Home Americas Uruguay first to receive former US Coast Guard Protector patrol boats

Uruguay first to receive former US Coast Guard Protector patrol boats

Protector-class patrol boat
US Coast Guard file photo of USCGC Cochito

The US Coast Guard will soon transfer Protector-class patrol boats to Uruguay under the United States’ excess defense articles program.

Vice Adm. Paul Thomas, Coast Guard deputy commandant for mission support, and ambassador Andrés Durán Hareau, Uruguay ambassador to the United States, commemorated the upcoming transfer of three 87-foot Protector-class patrol boats to Uruguay in a ceremony on February 10 at Coast Guard Headquarters in Washington, D.C.

Uruguay was selected to receive former Coast Guard Cutters Albacore, Cochito and Gannet by the Navy International Programs Office and signed a $5 million letter of offer and acceptance on December 15, 2021.

Thomas called the transfer a win-win situation, helping Uruguay to swiftly enhance their maritime security while achieving the goals of both nations. He said the patrol boats are still a crucial asset in the Coast Guard fleet, with 64 still in operation.

The former cutters will undergo maintenance, upgrades and outfitting at Coast Guard Yard in Baltimore. Members of the Uruguay Navy will also be trained in the operation and maintenance of the vessels.
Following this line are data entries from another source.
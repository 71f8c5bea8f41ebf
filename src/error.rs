use axum::{
    http::StatusCode,
    response::{IntoResponse, Response},
    Json,
};
use serde::Serialize;
use thiserror::Error;
use tracing::error;

use crate::auth::repo_types::StoreError;

/// Failure taxonomy shared by every outward call.
#[derive(Debug, Error)]
pub enum AppError {
    #[error("{0}")]
    Validation(String),

    #[error("{0}")]
    Conflict(String),

    #[error("{0}")]
    NotFound(String),

    #[error("invalid user credentials")]
    InvalidCredentials,

    #[error("{0}")]
    Unauthorized(String),

    #[error("{message}")]
    Upstream {
        message: String,
        #[source]
        source: anyhow::Error,
    },
}

impl AppError {
    pub fn upstream(message: impl Into<String>, source: impl Into<anyhow::Error>) -> Self {
        Self::Upstream {
            message: message.into(),
            source: source.into(),
        }
    }

    pub fn status(&self) -> StatusCode {
        match self {
            Self::Validation(_) => StatusCode::BAD_REQUEST,
            Self::Conflict(_) => StatusCode::CONFLICT,
            Self::NotFound(_) => StatusCode::NOT_FOUND,
            Self::InvalidCredentials | Self::Unauthorized(_) => StatusCode::UNAUTHORIZED,
            Self::Upstream { .. } => StatusCode::INTERNAL_SERVER_ERROR,
        }
    }

    pub fn kind(&self) -> &'static str {
        match self {
            Self::Validation(_) => "ValidationError",
            Self::Conflict(_) => "Conflict",
            Self::NotFound(_) => "NotFound",
            Self::InvalidCredentials => "InvalidCredentials",
            Self::Unauthorized(_) => "Unauthorized",
            Self::Upstream { .. } => "UpstreamFailure",
        }
    }
}

impl From<StoreError> for AppError {
    fn from(err: StoreError) -> Self {
        match err {
            StoreError::NotFound => Self::NotFound("user does not exist".into()),
            StoreError::Conflict => {
                Self::Conflict("user already exists with this username or email".into())
            }
            StoreError::Unavailable(source) => Self::Upstream {
                message: "credential store unavailable".into(),
                source,
            },
        }
    }
}

#[derive(Debug, Serialize)]
#[serde(rename_all = "camelCase")]
struct ErrorBody {
    status_code: u16,
    error_kind: &'static str,
    message: String,
    success: bool,
}

impl IntoResponse for AppError {
    fn into_response(self) -> Response {
        if let Self::Upstream { message, source } = &self {
            error!(error = ?source, "{message}");
        }
        let status = self.status();
        let body = ErrorBody {
            status_code: status.as_u16(),
            error_kind: self.kind(),
            message: self.to_string(),
            success: false,
        };
        (status, Json(body)).into_response()
    }
}
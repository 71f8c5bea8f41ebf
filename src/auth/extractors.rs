use async_trait::async_trait;
use axum::{extract::FromRequestParts, http::request::Parts};
use tracing::warn;

use super::{
    claims::TokenKind,
    cookies::{bearer_token, read_cookie, ACCESS_COOKIE},
    repo_types::PublicUser,
};
use crate::{error::AppError, state::AppState};

/// Verifies the access token (cookie first, then bearer header) and loads
/// the current user from the store.
pub struct AuthUser(pub PublicUser);

#[async_trait]
impl FromRequestParts<AppState> for AuthUser {
    type Rejection = AppError;

    async fn from_request_parts(
        parts: &mut Parts,
        state: &AppState,
    ) -> Result<Self, Self::Rejection> {
        let token = read_cookie(&parts.headers, ACCESS_COOKIE)
            .or_else(|| bearer_token(&parts.headers))
            .ok_or_else(|| {
                warn!("missing access token");
                AppError::Unauthorized("unauthorized request".into())
            })?;

        let user_id = state
            .signer
            .verify(&token, TokenKind::Access)
            .map_err(|e| {
                warn!(reason = %e, "access token rejected");
                AppError::Unauthorized("invalid access token".into())
            })?;

        let user = state.issuer.current_user(user_id).await?;
        Ok(AuthUser(user))
    }
}
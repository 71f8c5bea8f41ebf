use axum::{
    http::StatusCode,
    response::{IntoResponse, Response},
    Json,
};
use serde::Serialize;

/// Success envelope: `{statusCode, data, message, success}`.
#[derive(Debug, Serialize)]
#[serde(rename_all = "camelCase")]
pub struct ApiResponse<T> {
    pub status_code: u16,
    pub data: T,
    pub message: String,
    pub success: bool,
}

impl<T: Serialize> ApiResponse<T> {
    pub fn new(status: StatusCode, data: T, message: impl Into<String>) -> Self {
        Self {
            status_code: status.as_u16(),
            data,
            message: message.into(),
            success: status.as_u16() < 400,
        }
    }
}

impl<T: Serialize> IntoResponse for ApiResponse<T> {
    fn into_response(self) -> Response {
        let status = StatusCode::from_u16(self.status_code).unwrap_or(StatusCode::OK);
        (status, Json(self)).into_response()
    }
}
use std::time::Duration;

use axum::http::{header, HeaderMap, HeaderName};

use super::{claims::TokenKind, dto::TokenPair, jwt::TokenSigner};

pub const ACCESS_COOKIE: &str = "accessToken";
pub const REFRESH_COOKIE: &str = "refreshToken";

/// Attributes applied to every session cookie, on set and on clear alike.
#[derive(Debug, Clone, Copy, PartialEq, Eq)]
pub struct CookiePolicy {
    pub http_only: bool,
    pub secure: bool,
    pub same_site: &'static str,
    pub path: &'static str,
}

pub const SESSION_COOKIES: CookiePolicy = CookiePolicy {
    http_only: true,
    secure: true,
    same_site: "Strict",
    path: "/",
};

impl CookiePolicy {
    /// Build a `Set-Cookie` header value.
    pub fn set(&self, name: &str, value: &str, max_age: Duration) -> String {
        let mut parts = vec![
            format!("{name}={value}"),
            format!("Max-Age={}", max_age.as_secs()),
            format!("Path={}", self.path),
            format!("SameSite={}", self.same_site),
        ];
        if self.http_only {
            parts.push("HttpOnly".to_string());
        }
        if self.secure {
            parts.push("Secure".to_string());
        }
        parts.join("; ")
    }

    pub fn clear(&self, name: &str) -> String {
        self.set(name, "", Duration::ZERO)
    }

    /// Both session cookies for a freshly minted pair.
    pub fn session(&self, tokens: &TokenPair, signer: &TokenSigner) -> [(HeaderName, String); 2] {
        [
            (
                header::SET_COOKIE,
                self.set(
                    ACCESS_COOKIE,
                    &tokens.access_token,
                    signer.ttl(TokenKind::Access),
                ),
            ),
            (
                header::SET_COOKIE,
                self.set(
                    REFRESH_COOKIE,
                    &tokens.refresh_token,
                    signer.ttl(TokenKind::Refresh),
                ),
            ),
        ]
    }

    pub fn cleared(&self) -> [(HeaderName, String); 2] {
        [
            (header::SET_COOKIE, self.clear(ACCESS_COOKIE)),
            (header::SET_COOKIE, self.clear(REFRESH_COOKIE)),
        ]
    }
}

/// Read a cookie value from the request's `Cookie` headers.
pub fn read_cookie(headers: &HeaderMap, name: &str) -> Option<String> {
    headers
        .get_all(header::COOKIE)
        .iter()
        .filter_map(|value| value.to_str().ok())
        .flat_map(|cookies| cookies.split(';'))
        .filter_map(|pair| pair.trim().split_once('='))
        .find(|(key, _)| *key == name)
        .map(|(_, value)| value.to_string())
        .filter(|value| !value.is_empty())
}

/// Token from an `Authorization: Bearer` header.
pub fn bearer_token(headers: &HeaderMap) -> Option<String> {
    let auth = headers.get(header::AUTHORIZATION)?.to_str().ok()?;
    auth.strip_prefix("Bearer ")
        .or_else(|| auth.strip_prefix("bearer "))
        .map(str::trim)
        .filter(|token| !token.is_empty())
        .map(str::to_string)
}

#[cfg(test)]
mod tests {
    use super::*;
    use crate::testing;
    use axum::http::HeaderValue;

    fn attributes(cookie: &str) -> Vec<&str> {
        let mut attrs: Vec<&str> = cookie
            .split("; ")
            .skip(1)
            .filter(|a| !a.starts_with("Max-Age="))
            .collect();
        attrs.sort();
        attrs
    }

    #[test]
    fn set_cookie_carries_policy() {
        let header = SESSION_COOKIES.set(REFRESH_COOKIE, "tok", Duration::from_secs(60));
        assert!(header.starts_with("refreshToken=tok; "));
        assert!(header.contains("Max-Age=60"));
        assert!(header.contains("HttpOnly"));
        assert!(header.contains("Secure"));
        assert!(header.contains("SameSite=Strict"));
        assert!(header.contains("Path=/"));
    }

    #[test]
    fn clear_uses_same_attributes_as_set() {
        let set = SESSION_COOKIES.set(ACCESS_COOKIE, "tok", Duration::from_secs(60));
        let clear = SESSION_COOKIES.clear(ACCESS_COOKIE);
        assert!(clear.starts_with("accessToken=; Max-Age=0"));
        assert_eq!(attributes(&set), attributes(&clear));
    }

    #[test]
    fn session_cookies_use_token_lifetimes() {
        let signer = TokenSigner::new(&testing::jwt_config(), testing::fixed_clock());
        let pair = TokenPair {
            access_token: "a".into(),
            refresh_token: "r".into(),
        };
        let [(_, access), (_, refresh)] = SESSION_COOKIES.session(&pair, &signer);
        assert!(access.starts_with("accessToken=a;"));
        assert!(access.contains("Max-Age=900"));
        assert!(refresh.starts_with("refreshToken=r;"));
        assert!(refresh.contains("Max-Age=864000"));
    }

    #[test]
    fn reads_named_cookie() {
        let mut headers = HeaderMap::new();
        headers.insert(
            header::COOKIE,
            HeaderValue::from_static("theme=dark; refreshToken=abc.def.ghi; accessToken=xyz"),
        );
        assert_eq!(read_cookie(&headers, REFRESH_COOKIE).as_deref(), Some("abc.def.ghi"));
        assert_eq!(read_cookie(&headers, ACCESS_COOKIE).as_deref(), Some("xyz"));
        assert_eq!(read_cookie(&headers, "session"), None);
        assert_eq!(read_cookie(&HeaderMap::new(), ACCESS_COOKIE), None);
    }

    #[test]
    fn reads_bearer_token() {
        let mut headers = HeaderMap::new();
        headers.insert(header::AUTHORIZATION, HeaderValue::from_static("Bearer t0k"));
        assert_eq!(bearer_token(&headers).as_deref(), Some("t0k"));
        headers.insert(header::AUTHORIZATION, HeaderValue::from_static("Basic Zm9v"));
        assert_eq!(bearer_token(&headers), None);
    }
}
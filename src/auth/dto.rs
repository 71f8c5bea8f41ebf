use serde::{Deserialize, Serialize};

use crate::{auth::repo_types::PublicUser, media::UploadItem};

/// Freshly minted access + refresh tokens.
#[derive(Debug, Clone, Serialize)]
#[serde(rename_all = "camelCase")]
pub struct TokenPair {
    pub access_token: String,
    pub refresh_token: String,
}

/// Registration fields as they arrive from the form. Everything is optional
/// here; presence is checked by the issuer before anything is read.
#[derive(Debug, Default)]
pub struct RegisterInput {
    pub username: Option<String>,
    pub email: Option<String>,
    pub full_name: Option<String>,
    pub password: Option<String>,
    pub avatar: Option<UploadItem>,
    pub cover_image: Option<UploadItem>,
}

/// Request body for login. Either `username` or `email` identifies the user.
#[derive(Debug, Default, Deserialize)]
pub struct LoginRequest {
    pub username: Option<String>,
    pub email: Option<String>,
    pub password: Option<String>,
}

/// Body fallback for token refresh when the cookie is not available.
#[derive(Debug, Deserialize)]
pub struct RefreshRequest {
    #[serde(rename = "refreshToken")]
    pub refresh_token: Option<String>,
}

/// Result of a successful login or refresh.
#[derive(Debug)]
pub struct LoginOutput {
    pub user: PublicUser,
    pub tokens: TokenPair,
}

/// Body returned after login or refresh.
#[derive(Debug, Serialize)]
#[serde(rename_all = "camelCase")]
pub struct AuthResponse {
    pub user: PublicUser,
    pub access_token: String,
    pub refresh_token: String,
}

impl From<LoginOutput> for AuthResponse {
    fn from(out: LoginOutput) -> Self {
        Self {
            user: out.user,
            access_token: out.tokens.access_token,
            refresh_token: out.tokens.refresh_token,
        }
    }
}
Once work on the vessels and training are complete, the Uruguay Navy crewmembers will sail the patrol boats to Uruguay, with arrival anticipated in July 2022.
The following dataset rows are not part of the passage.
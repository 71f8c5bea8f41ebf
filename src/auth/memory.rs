use std::{
    collections::HashMap,
    sync::{Mutex, MutexGuard},
};

use async_trait::async_trait;
use time::OffsetDateTime;
use uuid::Uuid;

use crate::auth::{
    repo::CredentialStore,
    repo_types::{NewUser, StoreError, User},
};

/// Process-local store used when no database is configured, and by tests.
/// All reads and the refresh-token compare-and-swap happen under one lock.
#[derive(Default)]
pub struct MemoryCredentialStore {
    users: Mutex<HashMap<Uuid, User>>,
}

impl MemoryCredentialStore {
    fn users(&self) -> Result<MutexGuard<'_, HashMap<Uuid, User>>, StoreError> {
        self.users
            .lock()
            .map_err(|_| StoreError::Unavailable(anyhow::anyhow!("memory store lock poisoned")))
    }
}

#[async_trait]
impl CredentialStore for MemoryCredentialStore {
    async fn find_by_username_or_email(
        &self,
        username: Option<&str>,
        email: Option<&str>,
    ) -> Result<Option<User>, StoreError> {
        let users = self.users()?;
        Ok(users
            .values()
            .find(|u| {
                username.is_some_and(|name| u.username == name)
                    || email.is_some_and(|mail| u.email == mail)
            })
            .cloned())
    }

    async fn find_by_id(&self, id: Uuid) -> Result<Option<User>, StoreError> {
        Ok(self.users()?.get(&id).cloned())
    }

    async fn create(&self, user: NewUser) -> Result<User, StoreError> {
        let mut users = self.users()?;
        if users
            .values()
            .any(|u| u.username == user.username || u.email == user.email)
        {
            return Err(StoreError::Conflict);
        }
        let now = OffsetDateTime::now_utc();
        let created = User {
            id: Uuid::new_v4(),
            username: user.username,
            email: user.email,
            full_name: user.full_name,
            password_hash: user.password_hash,
            avatar: user.avatar,
            cover_image: user.cover_image,
            refresh_token: None,
            created_at: now,
            updated_at: now,
        };
        users.insert(created.id, created.clone());
        Ok(created)
    }

    async fn update_refresh_token(
        &self,
        id: Uuid,
        token: Option<&str>,
    ) -> Result<(), StoreError> {
        let mut users = self.users()?;
        let user = users.get_mut(&id).ok_or(StoreError::NotFound)?;
        user.refresh_token = token.map(str::to_owned);
        user.updated_at = OffsetDateTime::now_utc();
        Ok(())
    }

    async fn swap_refresh_token(
        &self,
        id: Uuid,
        expected: &str,
        next: Option<&str>,
    ) -> Result<bool, StoreError> {
        let mut users = self.users()?;
        let Some(user) = users.get_mut(&id) else {
            return Ok(false);
        };
        if user.refresh_token.as_deref() != Some(expected) {
            return Ok(false);
        }
        user.refresh_token = next.map(str::to_owned);
        user.updated_at = OffsetDateTime::now_utc();
        Ok(true)
    }
}
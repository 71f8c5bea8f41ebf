use std::{sync::Arc, time::Duration};

use async_trait::async_trait;
use bytes::Bytes;
use tracing::{debug, error, warn};
use uuid::Uuid;

use crate::storage::StorageClient;

/// One uploaded file held in memory.
#[derive(Debug, Clone)]
pub struct UploadItem {
    pub body: Bytes,
    pub content_type: String,
    pub file_name: Option<String>,
}

/// External media host. `None` means the upload failed; callers decide
/// whether that is fatal.
#[async_trait]
pub trait MediaUploader: Send + Sync {
    async fn upload(&self, item: UploadItem) -> Option<String>;
}

/// Uploads into the configured bucket and hands back the public URL.
pub struct StorageMediaUploader {
    storage: Arc<dyn StorageClient>,
    timeout: Duration,
}

impl StorageMediaUploader {
    pub fn new(storage: Arc<dyn StorageClient>, timeout: Duration) -> Self {
        Self { storage, timeout }
    }
}

#[async_trait]
impl MediaUploader for StorageMediaUploader {
    async fn upload(&self, item: UploadItem) -> Option<String> {
        let ext = ext_from_mime(&item.content_type)
            .or_else(|| item.file_name.as_deref().and_then(ext_from_file_name))
            .unwrap_or("bin");
        let key = format!("users/{}.{}", Uuid::new_v4(), ext);
        let size = item.body.len();

        let put = self.storage.put_object(&key, item.body, &item.content_type);
        match tokio::time::timeout(self.timeout, put).await {
            Ok(Ok(())) => {
                debug!(%key, size, "media uploaded");
                Some(self.storage.public_url(&key))
            }
            Ok(Err(e)) => {
                error!(error = ?e, %key, "media upload failed");
                None
            }
            Err(_) => {
                error!(%key, timeout = ?self.timeout, "media upload timed out");
                None
            }
        }
    }
}

/// Used when no media host is configured; every upload fails.
#[derive(Debug, Default, Clone, Copy)]
pub struct DisabledMediaUploader;

#[async_trait]
impl MediaUploader for DisabledMediaUploader {
    async fn upload(&self, _item: UploadItem) -> Option<String> {
        warn!("media upload requested but no media host is configured");
        None
    }
}

fn ext_from_mime(ct: &str) -> Option<&'static str> {
    match ct {
        "image/jpeg" | "image/jpg" => Some("jpg"),
        "image/png" => Some("png"),
        "image/webp" => Some("webp"),
        "image/gif" => Some("gif"),
        "image/heic" => Some("heic"),
        _ => None,
    }
}

fn ext_from_file_name(name: &str) -> Option<&'static str> {
    let (_, ext) = name.rsplit_once('.')?;
    match ext.to_ascii_lowercase().as_str() {
        "jpg" | "jpeg" => Some("jpg"),
        "png" => Some("png"),
        "webp" => Some("webp"),
        "gif" => Some("gif"),
        "heic" => Some("heic"),
        _ => None,
    }
}

#[cfg(test)]
mod tests {
    use super::*;
    use std::sync::Mutex;

    #[derive(Default)]
    struct RecordingStorage {
        keys: Mutex<Vec<String>>,
        fail: bool,
        delay: Option<Duration>,
    }

    #[async_trait]
    impl StorageClient for RecordingStorage {
        async fn put_object(&self, key: &str, _b: Bytes, _ct: &str) -> anyhow::Result<()> {
            if let Some(delay) = self.delay {
                tokio::time::sleep(delay).await;
            }
            if self.fail {
                anyhow::bail!("bucket unreachable");
            }
            self.keys.lock().unwrap().push(key.to_string());
            Ok(())
        }

        fn public_url(&self, key: &str) -> String {
            format!("https://media.test/{}", key)
        }
    }

    fn png() -> UploadItem {
        UploadItem {
            body: Bytes::from_static(b"\x89PNG"),
            content_type: "image/png".into(),
            file_name: Some("avatar.png".into()),
        }
    }

    #[test]
    fn test_ext_from_mime() {
        assert_eq!(ext_from_mime("image/jpeg"), Some("jpg"));
        assert_eq!(ext_from_mime("image/jpg"), Some("jpg"));
        assert_eq!(ext_from_mime("image/png"), Some("png"));
        assert_eq!(ext_from_mime("image/webp"), Some("webp"));
        assert_eq!(ext_from_mime("application/octet-stream"), None);
        assert_eq!(ext_from_file_name("me.JPEG"), Some("jpg"));
        assert_eq!(ext_from_file_name("noext"), None);
    }

    #[tokio::test]
    async fn upload_returns_public_url() {
        let storage = Arc::new(RecordingStorage::default());
        let uploader = StorageMediaUploader::new(storage.clone(), Duration::from_secs(5));

        let url = uploader.upload(png()).await.expect("upload succeeds");
        let keys = storage.keys.lock().unwrap().clone();
        assert_eq!(keys.len(), 1);
        assert!(keys[0].starts_with("users/") && keys[0].ends_with(".png"));
        assert_eq!(url, format!("https://media.test/{}", keys[0]));
    }

    #[tokio::test]
    async fn storage_failure_yields_none() {
        let storage = Arc::new(RecordingStorage {
            fail: true,
            ..Default::default()
        });
        let uploader = StorageMediaUploader::new(storage, Duration::from_secs(5));
        assert!(uploader.upload(png()).await.is_none());
    }

    #[tokio::test]
    async fn slow_storage_times_out() {
        let storage = Arc::new(RecordingStorage {
            delay: Some(Duration::from_secs(5)),
            ..Default::default()
        });
        let uploader = StorageMediaUploader::new(storage, Duration::from_millis(20));
        assert!(uploader.upload(png()).await.is_none());
    }

    #[tokio::test]
    async fn disabled_uploader_always_fails() {
        assert!(DisabledMediaUploader.upload(png()).await.is_none());
    }
}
The 87-foot Protector-class patrol boat is an innovative, multi-mission vessel used by the Coast Guard to perform search and rescue, law enforcement, fishery patrols, drug interdiction, illegal immigrant interdiction and homeland security duties up to 200 miles offshore. These are the first boats of this class transferred to a foreign partner nation through EDA.

The three vessels going to Uruguay were commissioned between 1999 and 2009 and homeported in Connecticut, Virginia and Florida.

Ambassador Hareau said the patrol boats would replace two 95-foot Cape-class patrol boats transferred to the Uruguay Navy in 1990 under the predecessor to the EDA program. Those boats are now more than 60 years old.